Start of EXERCISE DATA

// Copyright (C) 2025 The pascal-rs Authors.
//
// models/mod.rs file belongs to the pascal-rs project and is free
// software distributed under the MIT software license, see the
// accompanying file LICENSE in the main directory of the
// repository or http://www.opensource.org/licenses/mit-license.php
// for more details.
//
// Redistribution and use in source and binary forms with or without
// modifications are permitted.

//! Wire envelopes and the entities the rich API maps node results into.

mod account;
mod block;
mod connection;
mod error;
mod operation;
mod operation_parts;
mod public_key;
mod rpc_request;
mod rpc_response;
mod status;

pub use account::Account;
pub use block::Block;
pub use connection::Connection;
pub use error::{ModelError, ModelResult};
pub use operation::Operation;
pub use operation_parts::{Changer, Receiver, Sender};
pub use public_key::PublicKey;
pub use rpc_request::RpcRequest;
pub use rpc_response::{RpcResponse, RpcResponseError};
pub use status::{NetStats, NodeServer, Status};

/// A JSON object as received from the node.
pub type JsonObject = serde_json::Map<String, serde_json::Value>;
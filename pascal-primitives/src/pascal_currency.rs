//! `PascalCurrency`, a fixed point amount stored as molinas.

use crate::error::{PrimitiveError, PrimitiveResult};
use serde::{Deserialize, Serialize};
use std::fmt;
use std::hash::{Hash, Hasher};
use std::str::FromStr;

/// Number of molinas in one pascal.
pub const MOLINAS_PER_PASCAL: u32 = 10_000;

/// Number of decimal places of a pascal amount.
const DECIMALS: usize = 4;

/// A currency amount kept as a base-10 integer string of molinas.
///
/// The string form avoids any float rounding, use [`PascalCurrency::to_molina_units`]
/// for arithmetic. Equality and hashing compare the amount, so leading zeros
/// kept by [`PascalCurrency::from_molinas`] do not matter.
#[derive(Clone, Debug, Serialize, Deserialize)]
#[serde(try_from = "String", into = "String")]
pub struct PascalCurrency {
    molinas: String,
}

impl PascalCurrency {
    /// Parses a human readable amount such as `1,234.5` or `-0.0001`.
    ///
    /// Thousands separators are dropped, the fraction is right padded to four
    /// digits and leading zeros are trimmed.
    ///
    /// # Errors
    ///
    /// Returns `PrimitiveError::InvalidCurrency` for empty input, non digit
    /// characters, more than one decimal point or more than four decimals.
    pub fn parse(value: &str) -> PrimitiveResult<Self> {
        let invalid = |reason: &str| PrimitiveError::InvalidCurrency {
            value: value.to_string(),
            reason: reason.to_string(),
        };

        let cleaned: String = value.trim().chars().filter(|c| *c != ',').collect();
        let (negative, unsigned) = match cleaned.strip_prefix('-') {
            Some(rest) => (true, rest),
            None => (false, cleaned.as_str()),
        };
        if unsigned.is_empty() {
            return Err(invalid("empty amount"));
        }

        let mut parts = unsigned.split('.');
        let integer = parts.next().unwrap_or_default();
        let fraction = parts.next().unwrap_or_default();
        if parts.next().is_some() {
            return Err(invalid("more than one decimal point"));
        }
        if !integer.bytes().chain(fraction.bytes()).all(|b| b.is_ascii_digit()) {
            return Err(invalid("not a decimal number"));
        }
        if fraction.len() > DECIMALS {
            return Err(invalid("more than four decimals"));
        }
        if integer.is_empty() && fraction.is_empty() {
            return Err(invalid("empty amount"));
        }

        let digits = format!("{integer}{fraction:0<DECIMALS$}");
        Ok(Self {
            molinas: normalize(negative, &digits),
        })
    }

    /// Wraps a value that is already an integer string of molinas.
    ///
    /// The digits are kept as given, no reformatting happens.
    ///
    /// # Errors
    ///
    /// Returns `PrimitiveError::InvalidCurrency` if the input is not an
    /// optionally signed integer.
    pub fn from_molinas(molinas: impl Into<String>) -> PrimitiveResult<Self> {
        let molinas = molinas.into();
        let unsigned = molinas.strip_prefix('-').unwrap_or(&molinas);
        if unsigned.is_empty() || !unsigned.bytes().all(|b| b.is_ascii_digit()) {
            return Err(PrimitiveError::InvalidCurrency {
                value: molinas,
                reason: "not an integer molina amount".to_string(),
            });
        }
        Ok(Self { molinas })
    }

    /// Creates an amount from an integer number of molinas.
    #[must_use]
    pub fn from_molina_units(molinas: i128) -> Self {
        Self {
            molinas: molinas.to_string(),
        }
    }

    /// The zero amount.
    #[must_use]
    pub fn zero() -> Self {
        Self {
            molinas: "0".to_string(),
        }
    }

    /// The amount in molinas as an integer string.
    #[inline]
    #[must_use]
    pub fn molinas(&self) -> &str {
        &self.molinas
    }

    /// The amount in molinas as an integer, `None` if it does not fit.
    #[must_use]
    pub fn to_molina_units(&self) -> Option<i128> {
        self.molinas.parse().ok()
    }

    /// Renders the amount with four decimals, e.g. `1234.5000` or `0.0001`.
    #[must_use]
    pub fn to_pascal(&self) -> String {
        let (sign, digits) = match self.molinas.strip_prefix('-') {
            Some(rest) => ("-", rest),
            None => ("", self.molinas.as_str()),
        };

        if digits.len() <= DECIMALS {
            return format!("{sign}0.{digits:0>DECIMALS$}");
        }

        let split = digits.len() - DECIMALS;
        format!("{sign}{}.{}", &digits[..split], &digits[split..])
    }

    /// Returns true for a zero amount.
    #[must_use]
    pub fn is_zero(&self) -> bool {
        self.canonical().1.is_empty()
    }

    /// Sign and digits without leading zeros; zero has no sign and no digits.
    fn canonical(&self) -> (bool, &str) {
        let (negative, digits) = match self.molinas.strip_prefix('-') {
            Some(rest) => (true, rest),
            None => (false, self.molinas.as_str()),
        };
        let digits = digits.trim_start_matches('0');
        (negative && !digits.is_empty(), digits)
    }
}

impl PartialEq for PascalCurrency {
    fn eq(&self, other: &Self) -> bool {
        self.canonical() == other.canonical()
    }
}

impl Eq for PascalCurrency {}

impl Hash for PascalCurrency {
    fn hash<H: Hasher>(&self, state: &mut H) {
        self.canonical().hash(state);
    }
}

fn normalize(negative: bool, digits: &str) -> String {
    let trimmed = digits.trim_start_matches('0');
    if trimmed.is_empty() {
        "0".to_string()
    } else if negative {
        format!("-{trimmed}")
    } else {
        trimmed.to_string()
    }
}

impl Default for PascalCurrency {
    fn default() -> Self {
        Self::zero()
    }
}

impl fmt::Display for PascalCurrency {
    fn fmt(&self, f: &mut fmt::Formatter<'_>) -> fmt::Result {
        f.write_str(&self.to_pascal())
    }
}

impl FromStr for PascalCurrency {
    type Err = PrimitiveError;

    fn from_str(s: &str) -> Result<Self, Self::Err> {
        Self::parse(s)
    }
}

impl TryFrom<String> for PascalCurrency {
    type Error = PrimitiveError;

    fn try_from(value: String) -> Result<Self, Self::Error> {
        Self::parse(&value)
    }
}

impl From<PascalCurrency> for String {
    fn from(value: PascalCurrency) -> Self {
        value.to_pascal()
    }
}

End of EXERCISE DATA

Beginning with the first line of the listing above, print each line exactly until you have printed the line that contains "in one pascal.".

- **SOLUTION BELOW**:
// Copyright (C) 2025 The pascal-rs Authors.
//
// models/mod.rs file belongs to the pascal-rs project and is free
// software distributed under the MIT software license, see the
// accompanying file LICENSE in the main directory of the
// repository or http://www.opensource.org/licenses/mit-license.php
// for more details.
//
// Redistribution and use in source and binary forms with or without
// modifications are permitted.

//! Wire envelopes and the entities the rich API maps node results into.

mod account;
mod block;
mod connection;
mod error;
mod operation;
mod operation_parts;
mod public_key;
mod rpc_request;
mod rpc_response;
mod status;

pub use account::Account;
pub use block::Block;
pub use connection::Connection;
pub use error::{ModelError, ModelResult};
pub use operation::Operation;
pub use operation_parts::{Changer, Receiver, Sender};
pub use public_key::PublicKey;
pub use rpc_request::RpcRequest;
pub use rpc_response::{RpcResponse, RpcResponseError};
pub use status::{NetStats, NodeServer, Status};

/// A JSON object as received from the node.
pub type JsonObject = serde_json::Map<String, serde_json::Value>;
filename pascal-primitives/src/pascal_currency.rs
//! `PascalCurrency`, a fixed point amount stored as molinas.

use crate::error::{PrimitiveError, PrimitiveResult};
use serde::{Deserialize, Serialize};
use std::fmt;
use std::hash::{Hash, Hasher};
use std::str::FromStr;

/// Number of molinas in one pascal.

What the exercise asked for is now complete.